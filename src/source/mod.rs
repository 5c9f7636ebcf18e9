//! Image input: locating, decoding and resampling the source image.
//!
//! Turns a path or URL into a [`PixelMatrix`] at the size chosen by
//! [`fit_to_columns`](crate::render::fit_to_columns).

mod error;
mod fetch;

use std::fmt;
use std::path::{Path, PathBuf};
use std::time::Instant;

use humansize::{format_size, DECIMAL};
use image::imageops::FilterType;
use image::DynamicImage;

use crate::render::{Dimensions, PixelMatrix, RenderError};

pub use error::LoadError;
pub use fetch::{Fetcher, HttpFetcher};

/// Resampling filter used when scaling to render size (bicubic).
pub const RESIZE_FILTER: FilterType = FilterType::CatmullRom;

/// Where the input image comes from.
#[derive(Debug, Clone, PartialEq, Eq)]
pub enum ImageSource {
    Path(PathBuf),
    Url(String),
}

impl ImageSource {
    /// `http://` and `https://` strings are URLs, anything else is a path.
    pub fn parse(input: &str) -> Self {
        if input.starts_with("http://") || input.starts_with("https://") {
            Self::Url(input.to_string())
        } else {
            Self::Path(PathBuf::from(input))
        }
    }

    pub fn is_remote(&self) -> bool {
        matches!(self, Self::Url(_))
    }
}

impl fmt::Display for ImageSource {
    fn fmt(&self, f: &mut fmt::Formatter<'_>) -> fmt::Result {
        match self {
            Self::Path(path) => write!(f, "{}", path.display()),
            Self::Url(url) => f.write_str(url),
        }
    }
}

/// Load and decode an image, downloading it with `fetcher` when remote.
pub fn load_image(
    source: &ImageSource,
    fetcher: &dyn Fetcher,
) -> Result<DynamicImage, LoadError> {
    let started = Instant::now();
    let image = match source {
        ImageSource::Path(path) => open_file(path)?,
        ImageSource::Url(url) => {
            let bytes = fetcher.fetch(url)?;
            tracing::debug!(
                fetcher = fetcher.name(),
                size = %format_size(bytes.len(), DECIMAL),
                "Downloaded {}",
                url
            );
            image::load_from_memory(&bytes).map_err(|source| LoadError::Decode {
                origin: url.clone(),
                source,
            })?
        }
    };

    tracing::info!(
        width = image.width(),
        height = image.height(),
        remote = source.is_remote(),
        elapsed_ms = started.elapsed().as_millis() as u64,
        "Loaded {}",
        source
    );
    Ok(image)
}

fn open_file(path: &Path) -> Result<DynamicImage, LoadError> {
    if !path.exists() {
        return Err(LoadError::FileNotFound {
            path: path.to_path_buf(),
        });
    }
    image::open(path).map_err(|source| LoadError::Decode {
        origin: path.display().to_string(),
        source,
    })
}

/// Original pixel dimensions of a decoded image.
pub fn image_dimensions(image: &DynamicImage) -> Dimensions {
    Dimensions::new(image.width(), image.height())
}

/// Resample `image` to exactly `target` and lay its RGBA pixels out row-major.
pub fn to_matrix(image: &DynamicImage, target: Dimensions) -> Result<PixelMatrix, RenderError> {
    let rgba = if image_dimensions(image) == target {
        image.to_rgba8()
    } else {
        image
            .resize_exact(target.width, target.height, RESIZE_FILTER)
            .to_rgba8()
    };
    let (width, height) = rgba.dimensions();
    PixelMatrix::from_rgba_bytes(Dimensions::new(width, height), rgba.as_raw())
}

*Your task*: Please repeat the material in full, keeping it exact.

*Answer for this exercise*:
filename src/source/mod.rs
repository 5c9f7636ebcf18e9
//! Image input: locating, decoding and resampling the source image.
//!
//! Turns a path or URL into a [`PixelMatrix`] at the size chosen by
//! [`fit_to_columns`](crate::render::fit_to_columns).

mod error;
mod fetch;

use std::fmt;
use std::path::{Path, PathBuf};
use std::time::Instant;

use humansize::{format_size, DECIMAL};
use image::imageops::FilterType;
use image::DynamicImage;

use crate::render::{Dimensions, PixelMatrix, RenderError};

pub use error::LoadError;
pub use fetch::{Fetcher, HttpFetcher};

/// Resampling filter used when scaling to render size (bicubic).
pub const RESIZE_FILTER: FilterType = FilterType::CatmullRom;

/// Where the input image comes from.
#[derive(Debug, Clone, PartialEq, Eq)]
pub enum ImageSource {
    Path(PathBuf),
    Url(String),
}

impl ImageSource {
    /// `http://` and `https://` strings are URLs, anything else is a path.
    pub fn parse(input: &str) -> Self {
        if input.starts_with("http://") || input.starts_with("https://") {
            Self::Url(input.to_string())
        } else {
            Self::Path(PathBuf::from(input))
        }
    }

    pub fn is_remote(&self) -> bool {
        matches!(self, Self::Url(_))
    }
}

impl fmt::Display for ImageSource {
    fn fmt(&self, f: &mut fmt::Formatter<'_>) -> fmt::Result {
        match self {
            Self::Path(path) => write!(f, "{}", path.display()),
            Self::Url(url) => f.write_str(url),
        }
    }
}

/// Load and decode an image, downloading it with `fetcher` when remote.
pub fn load_image(
    source: &ImageSource,
    fetcher: &dyn Fetcher,
) -> Result<DynamicImage, LoadError> {
    let started = Instant::now();
    let image = match source {
        ImageSource::Path(path) => open_file(path)?,
        ImageSource::Url(url) => {
            let bytes = fetcher.fetch(url)?;
            tracing::debug!(
                fetcher = fetcher.name(),
                size = %format_size(bytes.len(), DECIMAL),
                "Downloaded {}",
                url
            );
            image::load_from_memory(&bytes).map_err(|source| LoadError::Decode {
                origin: url.clone(),
                source,
            })?
        }
    };

    tracing::info!(
        width = image.width(),
        height = image.height(),
        remote = source.is_remote(),
        elapsed_ms = started.elapsed().as_millis() as u64,
        "Loaded {}",
        source
    );
    Ok(image)
}

fn open_file(path: &Path) -> Result<DynamicImage, LoadError> {
    if !path.exists() {
        return Err(LoadError::FileNotFound {
            path: path.to_path_buf(),
        });
    }
    image::open(path).map_err(|source| LoadError::Decode {
        origin: path.display().to_string(),
        source,
    })
}

/// Original pixel dimensions of a decoded image.
pub fn image_dimensions(image: &DynamicImage) -> Dimensions {
    Dimensions::new(image.width(), image.height())
}

/// Resample `image` to exactly `target` and lay its RGBA pixels out row-major.
pub fn to_matrix(image: &DynamicImage, target: Dimensions) -> Result<PixelMatrix, RenderError> {
    let rgba = if image_dimensions(image) == target {
        image.to_rgba8()
    } else {
        image
            .resize_exact(target.width, target.height, RESIZE_FILTER)
            .to_rgba8()
    };
    let (width, height) = rgba.dimensions();
    PixelMatrix::from_rgba_bytes(Dimensions::new(width, height), rgba.as_raw())
}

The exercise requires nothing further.